アメリカで「すべての財産を妻に相続させる」と遺言書に記載していても、実務上、必ずしもすべての財産が妻に渡らないことがある。
その代表的な理由の一つが、IRAや生命保険等における受益人指定(beneficiary designation)の扱いである。
1. 受益人指定は遺言より優先される
IRA・401(k)・生命保険・一部の銀行・証券口座などは、契約に基づき、受益人指定によって承継先が決まる「非プロベート資産(non‑probate assets)」と位置付けられる。
これらの資産は、原則として遺言やプロベート(検認裁判)を経由せず、金融機関等が「死亡時に有効な受益人指定フォーム」に従って支払う義務を負う。
そのため、遺言で「IRA を妻に相続させる」と書いていても、IRAの受益人指定が前妻や第三者のままであれば、金融機関は、原則として指定された受益人に支払うことになる。
2. 離婚しても自動的に変わらない場合が多い
離婚しても、IRAや一部の退職年金等の受益人指定が自動的に無効になるとは限らず、州法・連邦法・契約条件によって取り扱いが異なる。

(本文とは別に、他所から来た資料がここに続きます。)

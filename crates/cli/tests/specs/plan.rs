// SPDX-License-Identifier: BUSL-1.1
// Copyright (c) 2026 Alfred Jean LLC

//! `uk plan` routing output.

use crate::prelude::*;

fn both_providers() -> String {
    format!(
        "{CHAIN}{KEEPER}{RELAY}{}{}",
        job("vault_rebalance", 500_000, 86_400, "medium"),
        job("compound", 300_000, 1_800, "high")
    )
}

#[test]
fn routes_jobs_by_score() {
    let project = Project::with_config(&both_providers());

    project
        .uk()
        .args(&["plan"])
        .passes()
        .stdout_has("vault_rebalance -> keeper")
        .stdout_has("compound -> relay")
        .stdout_has("110.0")
        .stdout_has("125.0");
}

#[test]
fn json_output_includes_breakdown() {
    let project = Project::with_config(&both_providers());

    let run = project.uk().args(&["plan", "--format", "json"]).passes();

    let plan = run.json();
    assert_eq!(plan[0]["job"], "vault_rebalance");
    assert_eq!(plan[0]["provider"], "keeper");
    assert_eq!(plan[0]["explicit"], false);
    assert_eq!(plan[0]["scores"][0]["total"], 110.0);
    assert_eq!(plan[1]["provider"], "relay");
}

#[test]
fn pinned_job_is_reported_as_explicit() {
    let config = format!("{CHAIN}{KEEPER}{RELAY}{}provider = \"relay\"\n", job("pinned", 500_000, 86_400, "low"));
    let project = Project::with_config(&config);

    project.uk().args(&["plan"]).passes().stdout_has("pinned -> relay (explicit)");
}

#[test]
fn config_flag_overrides_working_directory() {
    let project = Project::with_config("");
    project.file("custom.toml", &format!("{CHAIN}{KEEPER}{}", job("only", 1_000, 3_600, "low")));
    let custom = project.path().join("custom.toml");

    cli()
        .args(&["plan", "--config", custom.to_str().unwrap()])
        .passes()
        .stdout_has("only -> keeper");
}

#[test]
fn config_from_environment() {
    let project = Project::with_config(&format!("{CHAIN}{KEEPER}{}", job("env", 1_000, 3_600, "low")));
    let path = project.path().join("uk.toml");

    cli().env("UK_CONFIG", path.to_str().unwrap()).args(&["plan"]).passes().stdout_has("env -> keeper");
}

#[test]
fn relay_key_from_environment() {
    let config = format!("{CHAIN}[relay]\nenabled = true\n{}", job("frequent", 1_000, 60, "high"));
    let project = Project::with_config(&config);

    project.uk().env("UK_RELAY_API_KEY", "k").args(&["plan"]).passes().stdout_has("frequent -> relay");
}

#[test]
fn missing_config_exits_two() {
    cli().args(&["plan"]).exits_with(2).stderr_has("no config file found");
}

#[test]
fn no_enabled_provider_exits_two() {
    let project = Project::with_config(&format!("{CHAIN}[keeper]\nenabled = false\n"));

    project.uk().args(&["plan"]).exits_with(2).stderr_has("no providers enabled");
}

#[test]
fn missing_relay_key_exits_two() {
    let project = Project::with_config(&format!("{CHAIN}[relay]\nenabled = true\n"));

    project.uk().args(&["plan"]).exits_with(2).stderr_has("api_key is not set");
}

#[test]
fn duplicate_job_exits_two() {
    let config = format!("{CHAIN}{KEEPER}{}{}", job("twice", 1_000, 60, "low"), job("twice", 1_000, 60, "low"));
    let project = Project::with_config(&config);

    project.uk().args(&["plan"]).exits_with(2).stderr_has("job twice is defined more than once");
}

#[test]
fn zero_gas_exits_two() {
    let project = Project::with_config(&format!("{CHAIN}{KEEPER}{}", job("empty", 0, 60, "low")));

    project.uk().args(&["plan"]).exits_with(2).stderr_has("gas limit must be greater than zero");
}

#[test]
fn malformed_toml_exits_two() {
    let project = Project::with_config("[keeper\nenabled = true\n");

    project.uk().args(&["plan"]).exits_with(2).stderr_has("failed to parse");
}
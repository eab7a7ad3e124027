// SPDX-License-Identifier: BUSL-1.1
// Copyright (c) 2026 Alfred Jean LLC

//! Automation provider adapters
//!
//! Each automation network is wrapped by one [`ProviderAdapter`]. The
//! orchestrator only ever sees this trait: it deploys jobs, cancels them, and
//! polls for normalized [`ExecutionRecord`]s. Provider-native records (keeper
//! upkeeps, relay tasks) stay private to the adapter that owns them.
//!
//! Scoring constants live on the [`ProviderProfile`] supertrait so the
//! selector can rank providers without any network access.

pub mod keeper;
pub mod relay;

mod profile;

pub use profile::{KeeperProfile, ProviderProfile, RelayProfile};

#[cfg(any(test, feature = "test-support"))]
mod fake;
#[cfg(any(test, feature = "test-support"))]
pub use fake::{FakeProviderAdapter, ProviderCall};

use crate::chain::ChainError;
use async_trait::async_trait;
use serde::Serialize;
use std::time::Duration;
use thiserror::Error;
use uk_core::{AutomationJob, ExecutionRecord, ProviderId, RegistrationId};

/// Errors from provider operations
#[derive(Debug, Clone, PartialEq, Eq, Error)]
pub enum ProviderError {
    #[error("insufficient funds: need {need}, have {have}")]
    InsufficientFunds { need: u128, have: u128 },
    #[error("relay request failed (HTTP {status}): {body}")]
    RelayRequestFailed { status: u16, body: String },
    #[error("transport error: {0}")]
    Transport(String),
    #[error(transparent)]
    Chain(#[from] ChainError),
    #[error("{step} transaction {hash} reverted")]
    Reverted { step: &'static str, hash: String },
    #[error("unexpected result from {function}: {detail}")]
    Decode { function: String, detail: String },
    #[error("receipt for {0} carried no registration id")]
    MissingRegistrationId(String),
    #[error("invalid registration id: {0}")]
    InvalidRegistration(String),
    #[error("unknown registration: {0}")]
    UnknownRegistration(String),
}

/// A per-job failure swallowed during a poll cycle.
#[derive(Debug, Clone)]
pub struct PollError {
    pub job: String,
    pub error: ProviderError,
}

/// Result of one poll cycle across every job an adapter manages.
#[derive(Debug, Clone, Default)]
pub struct PollOutcome {
    /// New executions only; never repeats a record from an earlier cycle
    pub records: Vec<ExecutionRecord>,
    pub errors: Vec<PollError>,
}

/// Point-in-time view of the jobs an adapter manages.
#[derive(Debug, Clone, PartialEq, Serialize)]
pub struct ProviderSummary {
    pub provider: ProviderId,
    pub total_jobs: usize,
    pub active_jobs: usize,
    pub executions_observed: u64,
    #[serde(skip_serializing_if = "Option::is_none")]
    pub last_execution_ms: Option<u64>,
}

/// Adapter for one automation network.
#[async_trait]
pub trait ProviderAdapter: ProviderProfile {
    /// How often the monitor polls this adapter.
    fn poll_interval(&self) -> Duration;

    /// Register the job with the network and return the native handle.
    async fn deploy(&self, job: &AutomationJob) -> Result<RegistrationId, ProviderError>;

    /// Cancel a deployed job. Cancelling twice is not an error.
    async fn cancel(&self, job: &str, registration: &RegistrationId) -> Result<(), ProviderError>;

    /// Check every active job once and return newly observed executions.
    ///
    /// Per-job failures are logged and reported in [`PollOutcome::errors`];
    /// they never abort the cycle.
    async fn poll(&self) -> PollOutcome;

    fn summary(&self) -> ProviderSummary;
}
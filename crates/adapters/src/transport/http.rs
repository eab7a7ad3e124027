// SPDX-License-Identifier: BUSL-1.1
// Copyright (c) 2026 Alfred Jean LLC

//! reqwest client for the relay network's public API.

use super::{RelayRequest, RelayTransport, RelayTransportError, TaskStatus};
use async_trait::async_trait;
use serde::de::DeserializeOwned;
use serde::Deserialize;
use std::time::Duration;

pub const DEFAULT_RELAY_URL: &str = "https://relay.gelato.digital/relays/v2/call";
pub const DEFAULT_STATUS_URL: &str = "https://api.gelato.digital";

const REQUEST_TIMEOUT: Duration = Duration::from_secs(30);

#[derive(Clone)]
pub struct HttpRelayTransport {
    client: reqwest::Client,
    api_key: String,
    relay_url: String,
    status_url: String,
}

#[derive(Deserialize)]
#[serde(rename_all = "camelCase")]
struct RelayResponse {
    task_id: String,
}

impl HttpRelayTransport {
    pub fn new(api_key: impl Into<String>) -> Self {
        Self {
            client: reqwest::Client::new(),
            api_key: api_key.into(),
            relay_url: DEFAULT_RELAY_URL.to_string(),
            status_url: DEFAULT_STATUS_URL.to_string(),
        }
    }

    /// Point at a different relay deployment (staging, local mock).
    pub fn with_urls(mut self, relay_url: impl Into<String>, status_url: impl Into<String>) -> Self {
        self.relay_url = relay_url.into();
        self.status_url = status_url.into().trim_end_matches('/').to_string();
        self
    }

    async fn read_json<T: DeserializeOwned>(
        response: Result<reqwest::Response, reqwest::Error>,
    ) -> Result<T, RelayTransportError> {
        let response = response.map_err(|e| RelayTransportError::Transport(e.to_string()))?;
        let status = response.status();
        if !status.is_success() {
            let body = response.text().await.unwrap_or_default();
            return Err(RelayTransportError::Status {
                status: status.as_u16(),
                body: body.trim().to_string(),
            });
        }
        response.json::<T>().await.map_err(|e| RelayTransportError::Decode(e.to_string()))
    }
}

#[async_trait]
impl RelayTransport for HttpRelayTransport {
    async fn relay_call(&self, request: &RelayRequest) -> Result<String, RelayTransportError> {
        tracing::debug!(relay_target = %request.target, chain_id = request.chain_id, "submitting relay call");
        let response = self
            .client
            .post(&self.relay_url)
            .bearer_auth(&self.api_key)
            .timeout(REQUEST_TIMEOUT)
            .json(request)
            .send()
            .await;
        let body: RelayResponse = Self::read_json(response).await?;
        Ok(body.task_id)
    }

    async fn task_status(&self, task_id: &str) -> Result<TaskStatus, RelayTransportError> {
        let url = format!("{}/tasks/{}/status", self.status_url, task_id);
        let response =
            self.client.get(url).bearer_auth(&self.api_key).timeout(REQUEST_TIMEOUT).send().await;
        Self::read_json(response).await
    }
}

離婚判決や合意書に「受益人を変更する」旨を定めていても、当人が実際に受益人指定フォームを更新しなければ、前配偶者が契約上の有効な受益人として扱われる可能性がある。
3. 死亡後の実務上の取り扱い
被相続人の死亡後に、「遺言には『妻にすべてを渡す』と書いてあるので、前妻に支払うべきではない」と主張しても、多くの場合、金融機関は有効な受益人指定に従って支払う。

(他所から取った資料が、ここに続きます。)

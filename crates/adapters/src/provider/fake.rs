// SPDX-License-Identifier: BUSL-1.1
// Copyright (c) 2026 Alfred Jean LLC

//! In-memory provider adapter for orchestrator tests.

use super::{
    KeeperProfile, PollError, PollOutcome, ProviderAdapter, ProviderError, ProviderProfile,
    ProviderSummary, RelayProfile,
};
use async_trait::async_trait;
use parking_lot::Mutex;
use std::collections::{HashMap, HashSet, VecDeque};
use std::sync::Arc;
use std::time::Duration;
use uk_core::{AutomationJob, ExecutionRecord, ProviderId, RegistrationId};

/// Recorded adapter call
#[derive(Debug, Clone, PartialEq, Eq)]
pub enum ProviderCall {
    Deploy { job: String },
    Cancel { job: String, registration: RegistrationId },
    Poll,
}

#[derive(Default)]
struct FakeProviderState {
    calls: Vec<ProviderCall>,
    deployed: u64,
    deploy_errors: VecDeque<ProviderError>,
    cancel_errors: HashMap<String, ProviderError>,
    pending_records: VecDeque<ExecutionRecord>,
    pending_errors: VecDeque<PollError>,
    active: HashSet<String>,
    jobs: HashSet<String>,
    observed: u64,
    last_execution_ms: Option<u64>,
}

/// Fake [`ProviderAdapter`] with scriptable outcomes.
///
/// Deploys hand out `{provider}-{n}`. Each poll returns every record queued
/// since the previous poll.
#[derive(Clone)]
pub struct FakeProviderAdapter {
    id: ProviderId,
    cost_per_gas_unit: u64,
    base_reliability: u32,
    profile: Option<Arc<dyn ProviderProfile>>,
    poll_interval: Duration,
    poll_delay: Duration,
    deploy_delay: Duration,
    inner: Arc<Mutex<FakeProviderState>>,
}

impl FakeProviderAdapter {
    /// Adapter with no feature bonus for any job.
    pub fn new(id: impl Into<ProviderId>, cost_per_gas_unit: u64, base_reliability: u32) -> Self {
        Self {
            id: id.into(),
            cost_per_gas_unit,
            base_reliability,
            profile: None,
            poll_interval: Duration::from_millis(10),
            poll_delay: Duration::ZERO,
            deploy_delay: Duration::ZERO,
            inner: Arc::new(Mutex::new(FakeProviderState::default())),
        }
    }

    /// Scores exactly like the keeper adapter.
    pub fn keeper() -> Self {
        Self::with_profile(KeeperProfile)
    }

    /// Scores exactly like the relay adapter.
    pub fn relay() -> Self {
        Self::with_profile(RelayProfile)
    }

    fn with_profile(profile: impl ProviderProfile) -> Self {
        let mut fake = Self::new(profile.id(), profile.cost_per_gas_unit(), profile.base_reliability());
        fake.profile = Some(Arc::new(profile));
        fake
    }

    pub fn with_poll_interval(mut self, interval: Duration) -> Self {
        self.poll_interval = interval;
        self
    }

    /// Make every poll take this long before answering.
    pub fn with_poll_delay(mut self, delay: Duration) -> Self {
        self.poll_delay = delay;
        self
    }

    /// Make every deploy take this long before answering.
    pub fn with_deploy_delay(mut self, delay: Duration) -> Self {
        self.deploy_delay = delay;
        self
    }

    pub fn fail_next_deploy(&self, error: ProviderError) {
        self.inner.lock().deploy_errors.push_back(error);
    }

    /// Fail every cancel for `job`.
    pub fn fail_cancel(&self, job: &str, error: ProviderError) {
        self.inner.lock().cancel_errors.insert(job.to_string(), error);
    }

    /// Report `record` on the next poll.
    pub fn push_record(&self, record: ExecutionRecord) {
        self.inner.lock().pending_records.push_back(record);
    }

    /// Report a per-job failure on the next poll.
    pub fn push_poll_error(&self, job: &str, error: ProviderError) {
        self.inner.lock().pending_errors.push_back(PollError { job: job.to_string(), error });
    }

    pub fn calls(&self) -> Vec<ProviderCall> {
        self.inner.lock().calls.clone()
    }

    pub fn deploy_count(&self) -> usize {
        self.count(|c| matches!(c, ProviderCall::Deploy { .. }))
    }

    pub fn cancel_count(&self) -> usize {
        self.count(|c| matches!(c, ProviderCall::Cancel { .. }))
    }

    pub fn poll_count(&self) -> usize {
        self.count(|c| matches!(c, ProviderCall::Poll))
    }

    fn count(&self, pred: impl Fn(&ProviderCall) -> bool) -> usize {
        self.inner.lock().calls.iter().filter(|c| pred(c)).count()
    }
}

impl ProviderProfile for FakeProviderAdapter {
    fn id(&self) -> ProviderId {
        self.id.clone()
    }

    fn cost_per_gas_unit(&self) -> u64 {
        self.cost_per_gas_unit
    }

    fn base_reliability(&self) -> u32 {
        self.base_reliability
    }

    fn feature_bonus(&self, job: &AutomationJob) -> u32 {
        self.profile.as_ref().map_or(0, |p| p.feature_bonus(job))
    }
}

#[async_trait]
impl ProviderAdapter for FakeProviderAdapter {
    fn poll_interval(&self) -> Duration {
        self.poll_interval
    }

    async fn deploy(&self, job: &AutomationJob) -> Result<RegistrationId, ProviderError> {
        self.inner.lock().calls.push(ProviderCall::Deploy { job: job.name.clone() });
        if !self.deploy_delay.is_zero() {
            tokio::time::sleep(self.deploy_delay).await;
        }
        let mut state = self.inner.lock();
        if let Some(error) = state.deploy_errors.pop_front() {
            return Err(error);
        }
        state.deployed += 1;
        state.jobs.insert(job.name.clone());
        state.active.insert(job.name.clone());
        Ok(RegistrationId::new(format!("{}-{}", self.id, state.deployed)))
    }

    async fn cancel(&self, job: &str, registration: &RegistrationId) -> Result<(), ProviderError> {
        let mut state = self.inner.lock();
        state.calls.push(ProviderCall::Cancel {
            job: job.to_string(),
            registration: registration.clone(),
        });
        if let Some(error) = state.cancel_errors.get(job) {
            return Err(error.clone());
        }
        state.active.remove(job);
        Ok(())
    }

    async fn poll(&self) -> PollOutcome {
        self.inner.lock().calls.push(ProviderCall::Poll);
        if !self.poll_delay.is_zero() {
            tokio::time::sleep(self.poll_delay).await;
        }
        let mut state = self.inner.lock();
        let records: Vec<ExecutionRecord> = state.pending_records.drain(..).collect();
        state.observed += records.len() as u64;
        if let Some(last) = records.iter().map(|r| r.timestamp_ms).max() {
            state.last_execution_ms = Some(state.last_execution_ms.map_or(last, |prev| prev.max(last)));
        }
        PollOutcome { records, errors: state.pending_errors.drain(..).collect() }
    }

    fn summary(&self) -> ProviderSummary {
        let state = self.inner.lock();
        ProviderSummary {
            provider: self.id.clone(),
            total_jobs: state.jobs.len(),
            active_jobs: state.active.len(),
            executions_observed: state.observed,
            last_execution_ms: state.last_execution_ms,
        }
    }
}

遺言とのギャップが生じた場合、その調整は相続人・利害関係人間の問題とされ、裁判所も、詐欺・強要・無効な署名等の特段の事情がない限り、受益人指定による権利を覆すことは容易ではない。
4. 予防的に行うべき見直し
こうした事態を避けるためには、以下のようなライフイベントのたびに、IRA・401(k)・生命保険・年金・投資口座等の受益人指定を定期的に見直すことが重要になる。
結婚・離婚・再婚
子や孫の誕生・養子縁組
受益人として指定していた人の死亡・大きな事情変更
「すべてを現妻に承継させる」という設計にしたいのであれば、各口座の受益人を現妻に変更し、必要に応じて第二順位(contingent)の受益人も整えておく必要がある。
前妻や第三者に IRA・401(k)・生命保険等を残すのが本来の意図であれば、そのように指定を維持しても差し支えないが、遺言書や受益人指定が古いままで現時点の希望と合致していない場合には、速やかな修正が不可欠である。
年末の「大掃除」に合わせて、財産目録や遺言書とともに、各口座の受益人指定を改めて確認することは、将来の紛争を防ぎ、家族の負担を軽減するうえで意味のある作業と言える。